#### Saved data entries
──────────
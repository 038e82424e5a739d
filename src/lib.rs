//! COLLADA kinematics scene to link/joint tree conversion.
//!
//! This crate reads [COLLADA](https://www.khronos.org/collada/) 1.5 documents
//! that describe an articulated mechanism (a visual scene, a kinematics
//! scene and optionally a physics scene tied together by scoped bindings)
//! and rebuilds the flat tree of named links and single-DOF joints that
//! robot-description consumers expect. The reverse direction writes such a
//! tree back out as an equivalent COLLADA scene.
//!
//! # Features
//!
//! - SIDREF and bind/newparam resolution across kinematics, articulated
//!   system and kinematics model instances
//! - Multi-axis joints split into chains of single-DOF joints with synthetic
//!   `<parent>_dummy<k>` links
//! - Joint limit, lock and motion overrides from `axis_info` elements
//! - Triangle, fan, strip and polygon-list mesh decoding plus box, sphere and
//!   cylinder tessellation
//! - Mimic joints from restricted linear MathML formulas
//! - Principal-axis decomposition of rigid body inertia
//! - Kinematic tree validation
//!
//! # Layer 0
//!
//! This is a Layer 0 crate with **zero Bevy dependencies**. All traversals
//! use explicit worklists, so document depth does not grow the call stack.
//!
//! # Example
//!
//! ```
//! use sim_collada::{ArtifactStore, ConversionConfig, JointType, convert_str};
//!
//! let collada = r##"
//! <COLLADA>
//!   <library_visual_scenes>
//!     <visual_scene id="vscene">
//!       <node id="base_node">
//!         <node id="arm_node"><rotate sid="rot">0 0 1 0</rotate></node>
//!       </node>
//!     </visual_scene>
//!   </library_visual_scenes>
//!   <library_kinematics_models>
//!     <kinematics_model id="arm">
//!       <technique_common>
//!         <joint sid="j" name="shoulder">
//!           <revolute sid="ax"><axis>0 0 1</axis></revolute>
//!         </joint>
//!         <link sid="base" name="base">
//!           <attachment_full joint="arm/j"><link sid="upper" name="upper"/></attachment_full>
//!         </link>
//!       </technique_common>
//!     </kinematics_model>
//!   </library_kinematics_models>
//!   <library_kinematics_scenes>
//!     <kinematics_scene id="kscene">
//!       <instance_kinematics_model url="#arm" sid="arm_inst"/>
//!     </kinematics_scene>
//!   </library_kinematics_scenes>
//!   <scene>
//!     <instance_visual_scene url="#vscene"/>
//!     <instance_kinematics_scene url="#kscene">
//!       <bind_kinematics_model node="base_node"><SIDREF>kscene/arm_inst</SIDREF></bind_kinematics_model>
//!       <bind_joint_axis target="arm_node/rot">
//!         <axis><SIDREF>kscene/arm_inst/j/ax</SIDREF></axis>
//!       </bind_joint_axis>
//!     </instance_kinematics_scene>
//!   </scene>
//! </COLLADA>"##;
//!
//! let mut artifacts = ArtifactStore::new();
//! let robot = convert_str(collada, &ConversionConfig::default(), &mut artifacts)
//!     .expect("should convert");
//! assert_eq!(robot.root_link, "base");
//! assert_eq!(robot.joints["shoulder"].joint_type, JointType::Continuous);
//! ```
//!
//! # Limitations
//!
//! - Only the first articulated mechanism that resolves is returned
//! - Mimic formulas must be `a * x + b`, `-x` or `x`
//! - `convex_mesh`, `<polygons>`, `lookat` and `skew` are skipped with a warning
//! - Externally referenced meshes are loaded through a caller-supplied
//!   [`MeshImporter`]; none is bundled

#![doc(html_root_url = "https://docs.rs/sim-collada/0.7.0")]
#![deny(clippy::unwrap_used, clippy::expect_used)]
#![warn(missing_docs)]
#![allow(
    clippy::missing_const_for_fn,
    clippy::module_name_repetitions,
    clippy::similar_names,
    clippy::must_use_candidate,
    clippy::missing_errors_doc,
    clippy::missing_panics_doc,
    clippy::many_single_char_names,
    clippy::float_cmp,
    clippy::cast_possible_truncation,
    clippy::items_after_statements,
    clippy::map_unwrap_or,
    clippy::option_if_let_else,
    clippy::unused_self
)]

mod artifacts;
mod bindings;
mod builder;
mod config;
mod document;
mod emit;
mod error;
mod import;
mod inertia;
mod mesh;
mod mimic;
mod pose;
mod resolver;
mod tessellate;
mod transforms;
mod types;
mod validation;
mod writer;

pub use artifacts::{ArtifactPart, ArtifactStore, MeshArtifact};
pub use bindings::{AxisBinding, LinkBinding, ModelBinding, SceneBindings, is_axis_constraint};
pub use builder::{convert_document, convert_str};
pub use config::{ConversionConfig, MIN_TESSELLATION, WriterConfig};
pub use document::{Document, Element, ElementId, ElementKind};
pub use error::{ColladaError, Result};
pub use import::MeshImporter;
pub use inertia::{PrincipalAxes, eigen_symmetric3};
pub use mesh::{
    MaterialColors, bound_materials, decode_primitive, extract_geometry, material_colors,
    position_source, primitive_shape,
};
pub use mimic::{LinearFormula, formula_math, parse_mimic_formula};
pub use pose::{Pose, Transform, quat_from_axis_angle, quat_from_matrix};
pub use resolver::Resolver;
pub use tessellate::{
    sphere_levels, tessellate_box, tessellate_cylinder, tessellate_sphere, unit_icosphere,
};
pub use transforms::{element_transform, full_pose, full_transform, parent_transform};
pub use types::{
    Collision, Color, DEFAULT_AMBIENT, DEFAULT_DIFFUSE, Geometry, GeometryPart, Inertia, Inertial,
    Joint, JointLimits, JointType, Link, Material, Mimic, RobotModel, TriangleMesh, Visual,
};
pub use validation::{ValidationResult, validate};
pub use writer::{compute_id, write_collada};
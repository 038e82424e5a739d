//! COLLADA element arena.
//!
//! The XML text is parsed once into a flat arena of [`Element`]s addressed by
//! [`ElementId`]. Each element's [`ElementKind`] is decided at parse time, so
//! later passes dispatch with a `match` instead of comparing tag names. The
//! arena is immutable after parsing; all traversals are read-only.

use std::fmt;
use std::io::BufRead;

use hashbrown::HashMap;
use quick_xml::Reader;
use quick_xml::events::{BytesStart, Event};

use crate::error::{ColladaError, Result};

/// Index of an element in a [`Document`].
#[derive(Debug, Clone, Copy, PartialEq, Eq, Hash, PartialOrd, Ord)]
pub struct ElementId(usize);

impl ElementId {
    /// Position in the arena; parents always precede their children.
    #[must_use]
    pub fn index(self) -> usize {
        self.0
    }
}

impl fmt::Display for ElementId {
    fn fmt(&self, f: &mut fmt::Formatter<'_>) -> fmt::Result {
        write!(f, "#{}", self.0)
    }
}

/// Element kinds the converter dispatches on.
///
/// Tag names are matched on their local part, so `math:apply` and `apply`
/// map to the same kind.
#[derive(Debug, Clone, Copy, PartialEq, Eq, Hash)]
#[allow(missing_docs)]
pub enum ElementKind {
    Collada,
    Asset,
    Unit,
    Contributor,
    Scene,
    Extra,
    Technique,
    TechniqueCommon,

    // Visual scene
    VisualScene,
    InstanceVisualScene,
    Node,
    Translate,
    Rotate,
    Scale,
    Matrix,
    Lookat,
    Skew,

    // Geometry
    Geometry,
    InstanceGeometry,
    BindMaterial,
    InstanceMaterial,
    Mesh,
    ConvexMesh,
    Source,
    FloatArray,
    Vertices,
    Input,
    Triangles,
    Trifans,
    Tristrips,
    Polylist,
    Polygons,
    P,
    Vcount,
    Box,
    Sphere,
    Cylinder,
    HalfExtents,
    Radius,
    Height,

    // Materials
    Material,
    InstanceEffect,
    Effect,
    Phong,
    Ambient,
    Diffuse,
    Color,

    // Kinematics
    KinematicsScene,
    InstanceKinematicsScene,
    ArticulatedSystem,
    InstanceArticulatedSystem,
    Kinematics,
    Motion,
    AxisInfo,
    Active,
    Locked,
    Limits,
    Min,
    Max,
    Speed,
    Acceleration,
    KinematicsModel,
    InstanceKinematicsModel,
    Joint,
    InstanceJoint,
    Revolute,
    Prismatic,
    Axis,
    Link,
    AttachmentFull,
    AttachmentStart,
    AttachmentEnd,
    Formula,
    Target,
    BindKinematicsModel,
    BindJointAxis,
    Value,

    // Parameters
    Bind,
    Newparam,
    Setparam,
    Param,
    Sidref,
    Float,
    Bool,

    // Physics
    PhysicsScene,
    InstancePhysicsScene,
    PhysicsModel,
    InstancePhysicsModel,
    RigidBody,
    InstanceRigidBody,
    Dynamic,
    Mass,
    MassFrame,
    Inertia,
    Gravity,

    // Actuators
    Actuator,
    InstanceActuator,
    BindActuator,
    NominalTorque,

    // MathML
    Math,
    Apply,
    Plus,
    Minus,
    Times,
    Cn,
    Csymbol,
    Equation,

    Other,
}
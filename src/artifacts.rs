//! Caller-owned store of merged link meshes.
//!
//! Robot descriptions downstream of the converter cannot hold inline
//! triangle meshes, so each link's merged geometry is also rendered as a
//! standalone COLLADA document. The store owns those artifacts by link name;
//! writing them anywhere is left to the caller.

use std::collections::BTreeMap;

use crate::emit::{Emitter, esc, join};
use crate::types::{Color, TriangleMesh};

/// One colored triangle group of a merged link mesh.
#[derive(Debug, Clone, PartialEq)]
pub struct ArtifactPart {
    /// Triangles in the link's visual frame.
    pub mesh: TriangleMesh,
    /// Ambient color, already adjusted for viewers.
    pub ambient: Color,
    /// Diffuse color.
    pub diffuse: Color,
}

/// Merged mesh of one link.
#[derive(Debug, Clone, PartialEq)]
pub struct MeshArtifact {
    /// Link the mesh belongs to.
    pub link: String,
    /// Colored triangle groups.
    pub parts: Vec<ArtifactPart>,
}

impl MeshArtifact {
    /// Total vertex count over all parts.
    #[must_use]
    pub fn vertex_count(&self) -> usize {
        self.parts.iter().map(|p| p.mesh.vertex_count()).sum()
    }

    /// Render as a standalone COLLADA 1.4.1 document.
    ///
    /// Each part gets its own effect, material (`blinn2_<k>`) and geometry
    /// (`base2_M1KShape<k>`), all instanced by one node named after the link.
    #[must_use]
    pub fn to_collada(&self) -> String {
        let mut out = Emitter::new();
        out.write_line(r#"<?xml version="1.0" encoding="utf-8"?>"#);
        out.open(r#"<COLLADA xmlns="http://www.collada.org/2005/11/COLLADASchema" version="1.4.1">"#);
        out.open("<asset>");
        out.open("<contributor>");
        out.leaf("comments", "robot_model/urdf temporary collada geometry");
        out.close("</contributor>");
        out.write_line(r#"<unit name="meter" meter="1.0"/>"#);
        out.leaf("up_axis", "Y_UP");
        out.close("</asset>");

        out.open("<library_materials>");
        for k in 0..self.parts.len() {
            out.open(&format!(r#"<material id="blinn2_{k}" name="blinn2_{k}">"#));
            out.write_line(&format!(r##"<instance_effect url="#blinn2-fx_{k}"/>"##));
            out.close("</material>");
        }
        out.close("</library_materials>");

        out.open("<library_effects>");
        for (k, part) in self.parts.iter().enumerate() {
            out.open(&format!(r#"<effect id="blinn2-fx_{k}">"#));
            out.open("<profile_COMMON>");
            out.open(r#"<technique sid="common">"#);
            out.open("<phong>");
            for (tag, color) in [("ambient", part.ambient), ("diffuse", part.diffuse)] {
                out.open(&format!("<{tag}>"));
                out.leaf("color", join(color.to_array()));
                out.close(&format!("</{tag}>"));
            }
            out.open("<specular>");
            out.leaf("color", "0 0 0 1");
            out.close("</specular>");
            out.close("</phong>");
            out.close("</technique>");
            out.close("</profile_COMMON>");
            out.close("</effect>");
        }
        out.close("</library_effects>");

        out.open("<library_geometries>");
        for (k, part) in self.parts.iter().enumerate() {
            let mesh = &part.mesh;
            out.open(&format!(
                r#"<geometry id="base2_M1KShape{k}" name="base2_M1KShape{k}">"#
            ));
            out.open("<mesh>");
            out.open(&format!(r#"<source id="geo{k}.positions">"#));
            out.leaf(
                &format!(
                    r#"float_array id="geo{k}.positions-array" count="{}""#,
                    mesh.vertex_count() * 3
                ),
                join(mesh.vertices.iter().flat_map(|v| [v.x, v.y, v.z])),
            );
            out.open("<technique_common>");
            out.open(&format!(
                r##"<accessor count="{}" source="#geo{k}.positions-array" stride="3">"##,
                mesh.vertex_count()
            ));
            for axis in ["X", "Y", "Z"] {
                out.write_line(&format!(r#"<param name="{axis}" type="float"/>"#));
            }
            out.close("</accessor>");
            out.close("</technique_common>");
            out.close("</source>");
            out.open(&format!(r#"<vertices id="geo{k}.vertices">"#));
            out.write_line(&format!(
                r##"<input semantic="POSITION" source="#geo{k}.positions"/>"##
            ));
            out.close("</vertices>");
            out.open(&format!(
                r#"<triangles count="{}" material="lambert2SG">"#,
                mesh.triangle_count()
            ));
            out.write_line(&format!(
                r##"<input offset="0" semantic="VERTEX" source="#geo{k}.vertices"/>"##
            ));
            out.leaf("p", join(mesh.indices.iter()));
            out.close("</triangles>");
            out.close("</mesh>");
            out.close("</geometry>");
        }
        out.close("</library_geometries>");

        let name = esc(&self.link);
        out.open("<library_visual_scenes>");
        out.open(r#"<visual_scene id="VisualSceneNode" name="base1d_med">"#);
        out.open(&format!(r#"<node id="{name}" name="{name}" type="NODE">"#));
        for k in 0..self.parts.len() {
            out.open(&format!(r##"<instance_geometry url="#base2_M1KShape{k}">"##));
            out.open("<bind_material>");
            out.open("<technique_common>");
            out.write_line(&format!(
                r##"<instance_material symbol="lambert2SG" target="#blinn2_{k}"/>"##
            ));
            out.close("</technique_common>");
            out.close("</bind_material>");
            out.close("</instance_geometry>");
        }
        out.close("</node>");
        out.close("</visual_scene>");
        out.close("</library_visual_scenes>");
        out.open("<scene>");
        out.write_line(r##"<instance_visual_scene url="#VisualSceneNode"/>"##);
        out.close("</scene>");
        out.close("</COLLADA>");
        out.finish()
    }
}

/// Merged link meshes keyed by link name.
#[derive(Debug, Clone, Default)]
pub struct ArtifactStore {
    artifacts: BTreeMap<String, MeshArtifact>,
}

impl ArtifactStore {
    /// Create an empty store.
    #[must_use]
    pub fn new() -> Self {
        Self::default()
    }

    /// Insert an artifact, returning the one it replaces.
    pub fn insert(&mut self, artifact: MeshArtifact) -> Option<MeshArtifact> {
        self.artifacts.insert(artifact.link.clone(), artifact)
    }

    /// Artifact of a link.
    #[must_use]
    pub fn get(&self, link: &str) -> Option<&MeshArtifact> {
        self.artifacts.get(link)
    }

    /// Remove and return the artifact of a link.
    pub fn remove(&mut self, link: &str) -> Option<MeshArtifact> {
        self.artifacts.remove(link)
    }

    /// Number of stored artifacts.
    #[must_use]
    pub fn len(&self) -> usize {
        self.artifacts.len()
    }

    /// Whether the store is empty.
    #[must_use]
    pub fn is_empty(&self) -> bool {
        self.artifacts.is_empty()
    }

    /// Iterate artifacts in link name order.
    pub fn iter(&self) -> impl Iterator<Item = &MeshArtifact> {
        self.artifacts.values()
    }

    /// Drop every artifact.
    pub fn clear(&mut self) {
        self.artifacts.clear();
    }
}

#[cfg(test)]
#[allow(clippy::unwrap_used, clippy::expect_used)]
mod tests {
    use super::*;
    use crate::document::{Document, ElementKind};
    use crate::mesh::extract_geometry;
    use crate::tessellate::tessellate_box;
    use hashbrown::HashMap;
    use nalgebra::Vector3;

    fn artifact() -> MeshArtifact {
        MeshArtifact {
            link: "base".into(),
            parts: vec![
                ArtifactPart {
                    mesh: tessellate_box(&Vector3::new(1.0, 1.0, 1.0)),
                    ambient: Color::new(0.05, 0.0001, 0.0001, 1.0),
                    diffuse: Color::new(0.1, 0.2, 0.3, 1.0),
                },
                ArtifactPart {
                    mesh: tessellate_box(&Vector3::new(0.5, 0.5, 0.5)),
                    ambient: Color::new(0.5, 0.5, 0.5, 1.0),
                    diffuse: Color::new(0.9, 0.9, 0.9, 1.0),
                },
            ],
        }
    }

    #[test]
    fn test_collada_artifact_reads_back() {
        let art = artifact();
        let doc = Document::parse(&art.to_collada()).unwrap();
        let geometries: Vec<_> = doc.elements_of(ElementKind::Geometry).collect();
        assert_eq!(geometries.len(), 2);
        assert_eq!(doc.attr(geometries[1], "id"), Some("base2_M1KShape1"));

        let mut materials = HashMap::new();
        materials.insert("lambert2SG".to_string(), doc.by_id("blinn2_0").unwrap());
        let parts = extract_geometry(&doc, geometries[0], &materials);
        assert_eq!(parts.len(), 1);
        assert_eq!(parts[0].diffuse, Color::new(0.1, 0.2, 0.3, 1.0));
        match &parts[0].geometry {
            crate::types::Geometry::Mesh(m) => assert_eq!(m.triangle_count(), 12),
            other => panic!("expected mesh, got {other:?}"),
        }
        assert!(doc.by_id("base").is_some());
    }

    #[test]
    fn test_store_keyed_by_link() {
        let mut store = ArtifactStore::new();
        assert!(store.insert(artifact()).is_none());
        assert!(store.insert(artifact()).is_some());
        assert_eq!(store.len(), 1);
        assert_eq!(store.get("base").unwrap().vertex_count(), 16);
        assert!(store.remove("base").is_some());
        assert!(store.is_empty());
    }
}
──────────
Copy out every line of the data that includes the word "with".

#### Task solution
//! - Multi-axis joints split into chains of single-DOF joints with synthetic
//! This is a Layer 0 crate with **zero Bevy dependencies**. All traversals
//! - `convex_mesh`, `<polygons>`, `lookat` and `skew` are skipped with a warning
//! later passes dispatch with a `match` instead of comparing tag names. The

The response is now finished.